A schematic of the experimental setup is shown in Fig. 2. A couple of 5 MHz commercial type contact surface SH wave transducers supplied by Japan Probe Co., along with a ultrasonic flaw detector(UDS 15;krautkramer Co.) is used to generate and receive the ultrasonic signals. SHN-40(Nichigou Acetylene Co., Ltd) was used as the couplant for shear wave exclusive use.

Fig 1: Effect of degradation time on the microstructure of 2.25Cr-1Mo steel

The analog signal was digitized using a Lecroy 9374M digital storage oscilloscope(DSO) with a sampling rate of 1GHz. The numerical simulations were performed using the pentium computer and MATLAB software routines.
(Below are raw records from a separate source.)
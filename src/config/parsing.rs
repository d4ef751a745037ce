// src/config/parsing.rs

use crate::errors::{Error, Result};
use byte_unit::Byte;
use std::str::FromStr;

/// Parses an optional human-readable size ("10k", "2MiB", "1024") into bytes.
pub(super) fn parse_max_size(max_size_str: Option<&str>) -> Result<Option<u64>> {
    max_size_str
        .map(|s| {
            Byte::from_str(s)
                .map(|b| b.as_u64())
                .map_err(|e| Error::Config(format!("Invalid size format: '{}' ({})", s, e)))
        })
        .transpose()
}
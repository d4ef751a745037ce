// tests/common.rs

use std::fs;
use std::path::Path;
use std::process::Command;

// Helper function to get the binary command
#[allow(dead_code)] // This is used by many integration tests, but not all.
pub fn digest_runner_cmd() -> Command {
    Command::new(assert_cmd::cargo::cargo_bin!("digest-runner"))
}

/// Writes `content` to `dir/relative_path`, creating parent directories.
#[allow(dead_code)]
pub fn create_file(
    dir_path: &Path,
    relative_path: &str,
    content: &str,
) -> Result<(), Box<dyn std::error::Error>> {
    let file_path = dir_path.join(relative_path);
    if let Some(parent) = file_path.parent() {
        fs::create_dir_all(parent)?;
    }
    fs::write(&file_path, content)?;
    Ok(())
}
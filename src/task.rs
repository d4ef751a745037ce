//! Task descriptors and task lists.
//!
//! A task names a source directory to ingest and the file the digest is written
//! to. A `TaskList` keeps tasks in insertion order, which is also the order the
//! runner processes them in.

use crate::constants::DEFAULT_OUTPUT_FILE_NAME;
use crate::errors::{io_error_with_path, Error, Result};
use serde::{Deserialize, Serialize};
use std::fmt;
use std::fs;
use std::path::{Path, PathBuf};

/// A single (source directory, output file) pair.
///
/// # Examples
///
/// ```
/// use digest_runner::task::TaskDescriptor;
///
/// let task = TaskDescriptor::new("/tmp/repo", "/tmp/out.txt");
/// assert_eq!(task.source.to_str(), Some("/tmp/repo"));
/// assert!(task.validate().is_ok());
/// ```
#[derive(Debug, Clone, PartialEq, Eq, Serialize, Deserialize)]
pub struct TaskDescriptor {
    /// Directory to ingest.
    pub source: PathBuf,
    /// Destination file for the digest.
    pub output: PathBuf,
}

impl TaskDescriptor {
    /// Creates a task from anything path-like.
    pub fn new(source: impl Into<PathBuf>, output: impl Into<PathBuf>) -> Self {
        Self {
            source: source.into(),
            output: output.into(),
        }
    }

    /// Checks that both paths are non-empty.
    pub fn validate(&self) -> Result<()> {
        if self.source.as_os_str().is_empty() {
            return Err(Error::InvalidTask(format!(
                "task with output '{}' has an empty source",
                self.output.display()
            )));
        }
        if self.output.as_os_str().is_empty() {
            return Err(Error::InvalidTask(format!(
                "task with source '{}' has an empty output",
                self.source.display()
            )));
        }
        Ok(())
    }
}

impl fmt::Display for TaskDescriptor {
    fn fmt(&self, f: &mut fmt::Formatter<'_>) -> fmt::Result {
        write!(f, "{} -> {}", self.source.display(), self.output.display())
    }
}

/// An ordered list of tasks.
#[derive(Debug, Clone, Default, PartialEq, Eq, Serialize, Deserialize)]
#[serde(transparent)]
pub struct TaskList {
    tasks: Vec<TaskDescriptor>,
}

impl TaskList {
    /// Creates an empty task list.
    pub fn new() -> Self {
        Self::default()
    }

    /// Appends a task; it will run after every task already in the list.
    pub fn push(&mut self, task: TaskDescriptor) {
        self.tasks.push(task);
    }

    pub fn len(&self) -> usize {
        self.tasks.len()
    }

    pub fn is_empty(&self) -> bool {
        self.tasks.is_empty()
    }

    pub fn iter(&self) -> std::slice::Iter<'_, TaskDescriptor> {
        self.tasks.iter()
    }

    /// Validates every task, returning the first failure.
    pub fn validate(&self) -> Result<()> {
        self.tasks.iter().try_for_each(TaskDescriptor::validate)
    }

    /// Reads a JSON array of `{"source": ..., "output": ...}` objects.
    ///
    /// # Errors
    /// Returns `Error::Io` if the file cannot be read, `Error::TaskFile` if it is
    /// not a valid task array, and `Error::InvalidTask` if any task has an empty path.
    pub fn from_json_file(path: &Path) -> Result<Self> {
        let raw = fs::read_to_string(path).map_err(|e| io_error_with_path(e, path))?;
        let list: TaskList = serde_json::from_str(&raw).map_err(|source| Error::TaskFile {
            path: path.display().to_string(),
            source,
        })?;
        list.validate()?;
        log::debug!("Loaded {} task(s) from {}", list.len(), path.display());
        Ok(list)
    }
}

impl From<Vec<TaskDescriptor>> for TaskList {
    fn from(tasks: Vec<TaskDescriptor>) -> Self {
        Self { tasks }
    }
}

impl FromIterator<TaskDescriptor> for TaskList {
    fn from_iter<I: IntoIterator<Item = TaskDescriptor>>(iter: I) -> Self {
        Self {
            tasks: iter.into_iter().collect(),
        }
    }
}

impl<'a> IntoIterator for &'a TaskList {
    type Item = &'a TaskDescriptor;
    type IntoIter = std::slice::Iter<'a, TaskDescriptor>;

    fn into_iter(self) -> Self::IntoIter {
        self.tasks.iter()
    }
}

/// Builds the default task list for `base_dir`.
///
/// The list holds exactly one task: ingest `base_dir` into
/// `base_dir/be-lumbung-mesari.txt`.
///
/// # Examples
///
/// ```
/// use digest_runner::task::default_tasks;
/// use std::path::Path;
///
/// let tasks = default_tasks(Path::new("/srv/app"));
/// assert_eq!(tasks.len(), 1);
/// let task = tasks.iter().next().unwrap();
/// assert_eq!(task.output, Path::new("/srv/app/be-lumbung-mesari.txt"));
/// ```
pub fn default_tasks(base_dir: &Path) -> TaskList {
    TaskList::from(vec![TaskDescriptor::new(
        base_dir,
        base_dir.join(DEFAULT_OUTPUT_FILE_NAME),
    )])
}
For each specimen, several measurements were made and the average amplitude was used for the calibration. Care was taken to repeat the same coupling condition during each measurement.

To apply the optimal condition of surface SH wave testing, the relation between the transfer efficiency and couplant viscosity, between the transfer efficiency and thickness of couplant, and between the transfer efficiency and surface roughness etc. are considered. Fig. 3 shows the effect of degradation time on ultrasonic time

domain information. The propagation time is measured by pitch-catch method with two surface SH-wave probes. As the degradation time is increasing, ultrasonic propagation time is also an apparent increasing.
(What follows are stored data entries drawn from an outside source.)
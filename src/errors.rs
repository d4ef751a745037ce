//! Defines application-specific error types.
//!
//! This module provides the `Error` enum, which categorizes the failures a batch
//! run can hit, offering more context than generic I/O or `anyhow` errors.

use thiserror::Error;

/// Errors used throughout `digest-runner`.
#[derive(Error, Debug)]
pub enum Error {
    // --- I/O Errors ---
    /// Error occurring during file or directory access (read, write, delete, metadata).
    #[error("I/O error accessing path '{path}': {source}")]
    Io {
        /// The path that caused the I/O error.
        path: String,
        /// The underlying `std::io::Error`.
        #[source]
        source: std::io::Error,
    },

    // --- Task Errors ---
    /// A task descriptor is missing its source or output path.
    #[error("Invalid task: {0}")]
    InvalidTask(String),

    /// A task file could not be parsed.
    #[error("Failed to parse task file '{path}': {source}")]
    TaskFile {
        /// The path of the task file.
        path: String,
        /// The underlying JSON error.
        #[source]
        source: serde_json::Error,
    },

    // --- Ingestion Errors ---
    /// The source of an ingestion does not exist or is not a directory.
    #[error("Source directory not found: '{0}'")]
    SourceNotFound(String),

    /// An ingestor reported a failure that is not an I/O error.
    #[error("Ingestion of '{source_path}' failed: {message}")]
    Ingest {
        /// The source directory being ingested.
        source_path: String,
        /// Description of the failure.
        message: String,
    },

    // --- Configuration Errors ---
    /// Invalid configuration settings or combinations.
    #[error("Invalid configuration: {0}")]
    Config(String),

    // --- Signal Handling ---
    /// The operation was cancelled by the user (e.g., Ctrl+C).
    #[error("Operation cancelled by user (Ctrl+C)")]
    Interrupted,
}

/// A `Result` alias using the crate's `Error` type.
pub type Result<T> = std::result::Result<T, Error>;

/// Helper function to create an `Error::Io` with path context.
///
/// # Arguments
/// * `source` - The original `std::io::Error`.
/// * `path` - The path associated with the error, convertible to `AsRef<std::path::Path>`.
pub fn io_error_with_path<P: AsRef<std::path::Path>>(source: std::io::Error, path: P) -> Error {
    Error::Io {
        path: path.as_ref().display().to_string(),
        source,
    }
}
Fig 2: A schematic of the experimental setup

Fig 3: Effect of degradation time on ultrasonic time domain information

  A typical ultrasonic waveform is shown in Fig. 3. Fig. 3 shows the time-frequency distribution of the magnitude of the WT and its contour plot. The absolute value of the WT is plotted in logarithmic scale in Fig. 3(c) as a function of time-shift coefficient and the dilation coefficient. Contour plot of th WT in Fig. 3(b) represents the time-scale representation of the signal in Fig. 3(a). Scale is an attribute of a signal and is inversely proportional to the frequency of the signal. Ultrasonic attenuation and group velocity dependent on frequency are accurately measured using the WT.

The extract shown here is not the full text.